My point, and the thrust of the book, is to try to clarify what I think are serious misinterpretations of specific words in the Five Books as they describe certain laws the Bible says were laid out at Mount Sinai.
Purely as a point of conversation—not at all central to the book—is the list of questions that this new-found understanding raises for religions of the world.
Not understanding the true meanings of the laws I discuss has led to the three religions going off on tangents that have little or nothing to do with the original intent of those laws. Whether or not one finds faith acceptable, to base it on incorrect tenets leads to obfuscation. Proper understanding is a factual understanding.
Now to answer you specifically, “expectations” might be a bit too strong for me. My hope is for honest discussion and reconsideration of age-old conclusions, assumptions, and conjecture. If God exists, as is the premise of these three major religions, His existence is most certainly not threatened by facts, as I describe above, though religions’ activities may respond to new information.

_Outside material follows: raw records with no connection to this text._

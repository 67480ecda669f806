//! Persistent store seam.
//!
//! Every mutating operation is atomic in the implementation: one call, one
//! transaction, committed or rolled back on every exit path. The ledger
//! operations (`credit`, `debit`) carry the consistency guards the pipeline
//! relies on for redelivery safety.

use async_trait::async_trait;
use uuid::Uuid;

use crate::domain::{Balance, Order, OrderStatus, User, Withdrawal};
use crate::error::Result;

/// Outcome of a first-claim order registration.
#[derive(Debug, Clone)]
pub enum RegisterOutcome {
    /// Number was unclaimed; a NEW order row now exists.
    Created(Order),
    /// Number already claimed by the same user; nothing changed.
    AlreadyOwned(Order),
}

impl RegisterOutcome {
    pub fn order(&self) -> &Order {
        match self {
            RegisterOutcome::Created(order) | RegisterOutcome::AlreadyOwned(order) => order,
        }
    }

    pub fn is_created(&self) -> bool {
        matches!(self, RegisterOutcome::Created(_))
    }
}

/// Durable storage for users, orders, balances and withdrawals.
#[async_trait]
pub trait Store: Send + Sync {
    // ==================== Users ====================

    /// Insert a new user; `LoginTaken` if the login is claimed.
    async fn create_user(&self, login: &str, password_hash: &str) -> Result<User>;

    async fn user_by_login(&self, login: &str) -> Result<Option<User>>;

    // ==================== Orders ====================

    /// First claim wins: insert the order at NEW if the number is free,
    /// otherwise resolve ownership. `OrderConflict` when another user holds
    /// the number.
    async fn register_order(&self, uid: Uuid, number: &str) -> Result<RegisterOutcome>;

    async fn order(&self, number: &str) -> Result<Option<Order>>;

    /// Orders in a given status, oldest first. Used by the bootstrapper.
    async fn orders_by_status(&self, status: OrderStatus) -> Result<Vec<Order>>;

    /// A user's orders ordered by upload time.
    async fn orders_for_user(&self, uid: Uuid) -> Result<Vec<Order>>;

    /// Compare-and-set NEW -> PROCESSING. Returns false (no-op) when the
    /// stored status already moved on; redelivery-safe.
    async fn mark_processing(&self, number: &str) -> Result<bool>;

    /// Move a non-terminal order to INVALID. Returns false when the order
    /// is already terminal.
    async fn mark_invalid(&self, number: &str) -> Result<bool>;

    // ==================== Ledger ====================

    /// Atomically set the order PROCESSED with `amount` and increment the
    /// owner's balance, creating the balance row on first credit. Applies
    /// only if the stored status is not already PROCESSED; returns false
    /// when the credit was a redelivery and nothing changed.
    async fn credit(&self, number: &str, amount: i64) -> Result<bool>;

    /// Atomically decrement the balance and insert the immutable withdrawal
    /// row. `InsufficientFunds` when the balance cannot cover `amount`;
    /// `DuplicateWithdrawal` when the number collides. Either the whole
    /// debit applies or nothing does.
    async fn debit(&self, uid: Uuid, number: &str, amount: i64) -> Result<Withdrawal>;

    // ==================== Queries ====================

    /// Current balance; a user with no credits yet reads as zeros.
    async fn balance(&self, uid: Uuid) -> Result<Balance>;

    /// A user's withdrawals ordered by processing time.
    async fn withdrawals_for_user(&self, uid: Uuid) -> Result<Vec<Withdrawal>>;
}
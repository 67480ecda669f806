use clap::{Parser, Subcommand};
use std::sync::Arc;
use std::time::Duration;
use tally::adapters::{AccrualClient, PostgresStore};
use tally::config::AppConfig;
use tally::error::Result;
use tally::pipeline::{self, Pipeline, PipelineConfig, RetryPolicy};
use tokio::signal;
use tracing::{error, info};
use tracing_subscriber::EnvFilter;

#[derive(Parser)]
#[command(name = "tally", about = "Loyalty-points accrual reconciliation service")]
struct Cli {
    #[command(subcommand)]
    command: Option<Commands>,
}

#[derive(Subcommand)]
enum Commands {
    /// Run the reconciliation pipeline
    Run {
        /// PostgreSQL connection URI
        #[arg(short = 'd', long, env = "DATABASE_URI")]
        database_uri: Option<String>,
        /// Base address of the external accrual engine
        #[arg(short = 'r', long, env = "ACCRUAL_SYSTEM_ADDRESS")]
        accrual_address: Option<String>,
    },
    /// Apply database migrations and exit
    Migrate {
        #[arg(short = 'd', long, env = "DATABASE_URI")]
        database_uri: Option<String>,
    },
}

#[tokio::main]
async fn main() -> Result<()> {
    let cli = Cli::parse();

    match cli.command {
        Some(Commands::Migrate { database_uri }) => {
            init_logging();
            let config = load_config(database_uri, None)?;
            let store = PostgresStore::new(&config.database.url, config.database.max_connections)
                .await?;
            store.migrate().await?;
        }
        Some(Commands::Run {
            database_uri,
            accrual_address,
        }) => {
            init_logging();
            run(load_config(database_uri, accrual_address)?).await?;
        }
        None => {
            init_logging();
            run(load_config(None, None)?).await?;
        }
    }

    Ok(())
}

fn load_config(
    database_uri: Option<String>,
    accrual_address: Option<String>,
) -> Result<AppConfig> {
    let mut config = AppConfig::load()?;
    if let Some(uri) = database_uri {
        config.database.url = uri;
    }
    if let Some(address) = accrual_address {
        config.accrual.base_url = address;
    }

    if let Err(errors) = config.validate() {
        for e in &errors {
            error!("Config error: {}", e);
        }
        return Err(tally::TallyError::Validation(errors.join("; ")));
    }
    Ok(config)
}

async fn run(config: AppConfig) -> Result<()> {
    info!("Starting tally");

    let store = Arc::new(
        PostgresStore::new(&config.database.url, config.database.max_connections).await?,
    );
    store.migrate().await?;

    let accrual = AccrualClient::new(
        &config.accrual.base_url,
        Duration::from_millis(config.accrual.request_timeout_ms),
    )?;

    let pipeline_config = PipelineConfig {
        queue_capacity: config.pipeline.queue_capacity,
        retry: RetryPolicy::new(
            Duration::from_millis(config.pipeline.base_backoff_ms),
            Duration::from_millis(config.pipeline.max_backoff_ms),
            config.pipeline.jitter,
        ),
    };

    let pipeline = Pipeline::new(store.clone(), accrual, pipeline_config);
    let (handle, _workers) = pipeline.spawn();

    // Recover in-flight work lost at the last shutdown before serving
    // anything new.
    pipeline::recover(store.as_ref(), &handle).await?;

    shutdown_signal().await;
    info!("Shutting down");
    Ok(())
}

fn init_logging() {
    let filter = EnvFilter::try_from_default_env()
        .unwrap_or_else(|_| EnvFilter::new("info,tally=debug,sqlx=warn"));

    tracing_subscriber::fmt()
        .with_env_filter(filter)
        .with_target(true)
        .with_thread_ids(false)
        .with_file(false)
        .with_line_number(false)
        .init();
}

async fn shutdown_signal() {
    let ctrl_c = async {
        if let Err(e) = signal::ctrl_c().await {
            error!("Failed to install Ctrl+C handler: {}", e);
        }
    };

    #[cfg(unix)]
    let terminate = async {
        match signal::unix::signal(signal::unix::SignalKind::terminate()) {
            Ok(mut stream) => {
                stream.recv().await;
            }
            Err(e) => error!("Failed to install SIGTERM handler: {}", e),
        }
    };

    #[cfg(not(unix))]
    let terminate = std::future::pending::<()>();

    tokio::select! {
        _ = ctrl_c => {},
        _ = terminate => {},
    }
}
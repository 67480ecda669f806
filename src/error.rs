use thiserror::Error;

/// Main error type for the loyalty service
#[derive(Error, Debug)]
pub enum TallyError {
    // Configuration errors
    #[error("Configuration error: {0}")]
    Config(#[from] config::ConfigError),

    // Database errors
    #[error("Database error: {0}")]
    Database(#[from] sqlx::Error),

    #[error("Migration error: {0}")]
    Migration(#[from] sqlx::migrate::MigrateError),

    // Network errors
    #[error("HTTP request error: {0}")]
    Http(#[from] reqwest::Error),

    #[error("Accrual engine rate limited: {0}")]
    RateLimited(String),

    #[error("Accrual engine unavailable: status {0}")]
    Upstream(u16),

    #[error("Accrual engine rejected request: status {0}")]
    UpstreamRejected(u16),

    // Serialization errors
    #[error("JSON serialization error: {0}")]
    Json(#[from] serde_json::Error),

    // Validation errors
    #[error("Invalid number: {0}")]
    InvalidNumber(String),

    #[error("Validation failed: {0}")]
    Validation(String),

    // Business-rule rejections
    #[error("Order {number} already uploaded by another user")]
    OrderConflict { number: String },

    #[error("Insufficient funds: requested {requested}, available {available}")]
    InsufficientFunds { requested: i64, available: i64 },

    #[error("Withdrawal {number} already exists")]
    DuplicateWithdrawal { number: String },

    #[error("Login already taken: {0}")]
    LoginTaken(String),

    #[error("Not found: {0}")]
    NotFound(String),

    // State machine errors
    #[error("Invalid state transition: from {from} to {to}")]
    InvalidStateTransition { from: String, to: String },

    // IO errors
    #[error("IO error: {0}")]
    Io(#[from] std::io::Error),

    // Generic errors
    #[error("Internal error: {0}")]
    Internal(String),

    #[error("{0}")]
    Other(#[from] anyhow::Error),
}

impl TallyError {
    /// Transient upstream failures are retried inside the pipeline with
    /// backoff and never surfaced synchronously.
    pub fn is_transient(&self) -> bool {
        matches!(
            self,
            TallyError::Http(_) | TallyError::RateLimited(_) | TallyError::Upstream(_)
        )
    }
}

/// Result type alias for TallyError
pub type Result<T> = std::result::Result<T, TallyError>;
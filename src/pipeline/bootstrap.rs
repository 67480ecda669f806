//! Crash-recovery bootstrapping.
//!
//! Queued work lives in memory; a crash loses it. On startup every order
//! left in a non-terminal state is re-enqueued: NEW orders back onto the
//! submission queue, PROCESSING orders onto the status queue. An order that
//! was mid-flight at shutdown may be enqueued twice — the ledger's
//! idempotent guard absorbs that, not queue-level deduplication.

use tracing::info;

use crate::domain::OrderStatus;
use crate::error::Result;
use crate::pipeline::PipelineHandle;
use crate::storage::Store;

/// Summary of re-enqueued work, for startup logging
#[derive(Debug, Clone, Default)]
pub struct RecoveryReport {
    pub resubmitted: usize,
    pub repolled: usize,
}

impl RecoveryReport {
    pub fn is_clean(&self) -> bool {
        self.resubmitted == 0 && self.repolled == 0
    }

    pub fn log_summary(&self) {
        if self.is_clean() {
            info!("No crash recovery needed - clean startup");
        } else {
            info!(
                "Crash recovery: re-enqueued {} NEW and {} PROCESSING orders",
                self.resubmitted, self.repolled
            );
        }
    }
}

/// Re-enqueue all non-terminal orders. Call after the workers are spawned:
/// the enqueues block on queue capacity and rely on the consumers draining.
pub async fn recover(store: &dyn Store, handle: &PipelineHandle) -> Result<RecoveryReport> {
    let mut report = RecoveryReport::default();

    for order in store.orders_by_status(OrderStatus::New).await? {
        handle.enqueue_submission(&order.number).await?;
        report.resubmitted += 1;
    }

    for order in store.orders_by_status(OrderStatus::Processing).await? {
        handle.enqueue_status(&order.number).await?;
        report.repolled += 1;
    }

    report.log_summary();
    Ok(report)
}
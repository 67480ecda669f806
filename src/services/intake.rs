//! Order intake: validate, register, enqueue.

use std::sync::Arc;
use tracing::info;
use uuid::Uuid;

use crate::domain::luhn;
use crate::error::Result;
use crate::pipeline::PipelineHandle;
use crate::storage::{RegisterOutcome, Store};

/// Synchronous entry point for new order numbers. Returns as soon as the
/// order is durably registered and queued; accrual happens asynchronously.
pub struct OrderIntake {
    store: Arc<dyn Store>,
    pipeline: PipelineHandle,
}

impl OrderIntake {
    pub fn new(store: Arc<dyn Store>, pipeline: PipelineHandle) -> Self {
        Self { store, pipeline }
    }

    /// Register an order number for a user.
    ///
    /// - unclaimed number: creates the order at NEW, enqueues it for
    ///   submission, returns `Created`;
    /// - already claimed by the same user: `AlreadyOwned`, no mutation;
    /// - claimed by another user: `OrderConflict`, no mutation;
    /// - Luhn-invalid number: `InvalidNumber`, never enters the pipeline.
    pub async fn register(&self, uid: Uuid, number: &str) -> Result<RegisterOutcome> {
        luhn::validate(number)?;

        let outcome = self.store.register_order(uid, number).await?;
        if outcome.is_created() {
            self.pipeline.enqueue_submission(number).await?;
            info!("Order {} accepted from user {}", number, uid);
        }
        Ok(outcome)
    }
}
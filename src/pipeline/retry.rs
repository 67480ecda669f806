//! Delayed requeue with exponential backoff and jitter.
//!
//! A worker that pushes a failed item straight back onto its own input
//! queue busy-loops for as long as the engine stays down. Retries are
//! instead handed to a spawned timer task that sleeps the computed delay
//! and then performs the (blocking, backpressured) enqueue, leaving the
//! consumer loop free.

use rand::Rng;
use std::time::Duration;
use tokio::sync::mpsc;
use tracing::warn;

/// Exponential backoff policy with jitter
#[derive(Debug, Clone)]
pub struct RetryPolicy {
    base: Duration,
    max: Duration,
    jitter: f64,
}

impl Default for RetryPolicy {
    fn default() -> Self {
        Self {
            base: Duration::from_millis(500),
            max: Duration::from_secs(60),
            jitter: 0.2,
        }
    }
}

impl RetryPolicy {
    pub fn new(base: Duration, max: Duration, jitter: f64) -> Self {
        Self { base, max, jitter }
    }

    /// Delay before the given retry attempt: `base * 2^attempt`, capped at
    /// `max`, scaled by a random factor in `[1 - jitter, 1 + jitter]`.
    pub fn delay(&self, attempt: u32) -> Duration {
        let base_ms = self.base.as_millis() as u64;
        let capped = base_ms
            .saturating_mul(2u64.saturating_pow(attempt))
            .min(self.max.as_millis() as u64);

        if self.jitter <= 0.0 {
            return Duration::from_millis(capped);
        }

        let factor = rand::thread_rng().gen_range(1.0 - self.jitter..=1.0 + self.jitter);
        Duration::from_millis((capped as f64 * factor) as u64)
    }

    /// Requeue `item` onto `tx` after the backoff delay for its attempt
    /// count. The send blocks the timer task, not the worker, when the
    /// queue is full.
    pub fn requeue_later<T: Send + 'static>(&self, tx: mpsc::Sender<T>, item: T, attempt: u32) {
        let delay = self.delay(attempt);
        tokio::spawn(async move {
            tokio::time::sleep(delay).await;
            if tx.send(item).await.is_err() {
                warn!("Dropping retry: queue closed");
            }
        });
    }
}

#[cfg(test)]
mod tests {
    use super::*;

    #[test]
    fn delay_grows_exponentially_within_jitter_bounds() {
        let policy = RetryPolicy::new(Duration::from_millis(100), Duration::from_secs(10), 0.2);

        for (attempt, expected_ms) in [(0u32, 100u64), (1, 200), (2, 400), (5, 3_200)] {
            let delay = policy.delay(attempt).as_millis() as u64;
            let lo = expected_ms * 8 / 10;
            let hi = expected_ms * 12 / 10;
            assert!(
                (lo..=hi).contains(&delay),
                "attempt {}: {}ms outside [{}, {}]",
                attempt,
                delay,
                lo,
                hi
            );
        }
    }

    #[test]
    fn delay_is_capped() {
        let policy = RetryPolicy::new(Duration::from_millis(100), Duration::from_secs(1), 0.0);
        assert_eq!(policy.delay(10), Duration::from_secs(1));
        assert_eq!(policy.delay(u32::MAX), Duration::from_secs(1));
    }

    #[test]
    fn zero_jitter_is_deterministic() {
        let policy = RetryPolicy::new(Duration::from_millis(250), Duration::from_secs(60), 0.0);
        assert_eq!(policy.delay(0), Duration::from_millis(250));
        assert_eq!(policy.delay(3), Duration::from_millis(2_000));
    }

    #[tokio::test(start_paused = true)]
    async fn requeue_later_delivers_after_delay() {
        let policy = RetryPolicy::new(Duration::from_millis(100), Duration::from_secs(1), 0.0);
        let (tx, mut rx) = mpsc::channel::<&'static str>(1);

        policy.requeue_later(tx, "item", 2);

        // nothing lands before the 400ms backoff elapses
        tokio::time::sleep(Duration::from_millis(300)).await;
        assert!(rx.try_recv().is_err());

        tokio::time::sleep(Duration::from_millis(200)).await;
        assert_eq!(rx.recv().await, Some("item"));
    }
}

You ask what is my faith before and after “this adventure,” (and you’re right it was one!). By faith here I believe you refer to my religious affiliation. While I have always believed that personal belief is personal, I will say that I describe my heritage in the book. There I explain that both of my great grandfathers were orthodox Jewish religious leaders, one in New York and the other in Cincinnati. Their system has been followed through the generations in my family. It was my father a scientist and religious scholar, who generated the questions regarding the correct interpretations of the laws to be followed. This has led me to make some adjustments in that system for myself.
Following my response, Steven wrote:
… I will order your book and read your thoughts and conclusions. I am intrigued what your conclusions were for the sacrifices, especially the Day of Atonement and its ritual. If the sacrifices were to protect themselves from the “radiation” then why wouldn’t they use the Urim and Thummim instead of approaching the Ark?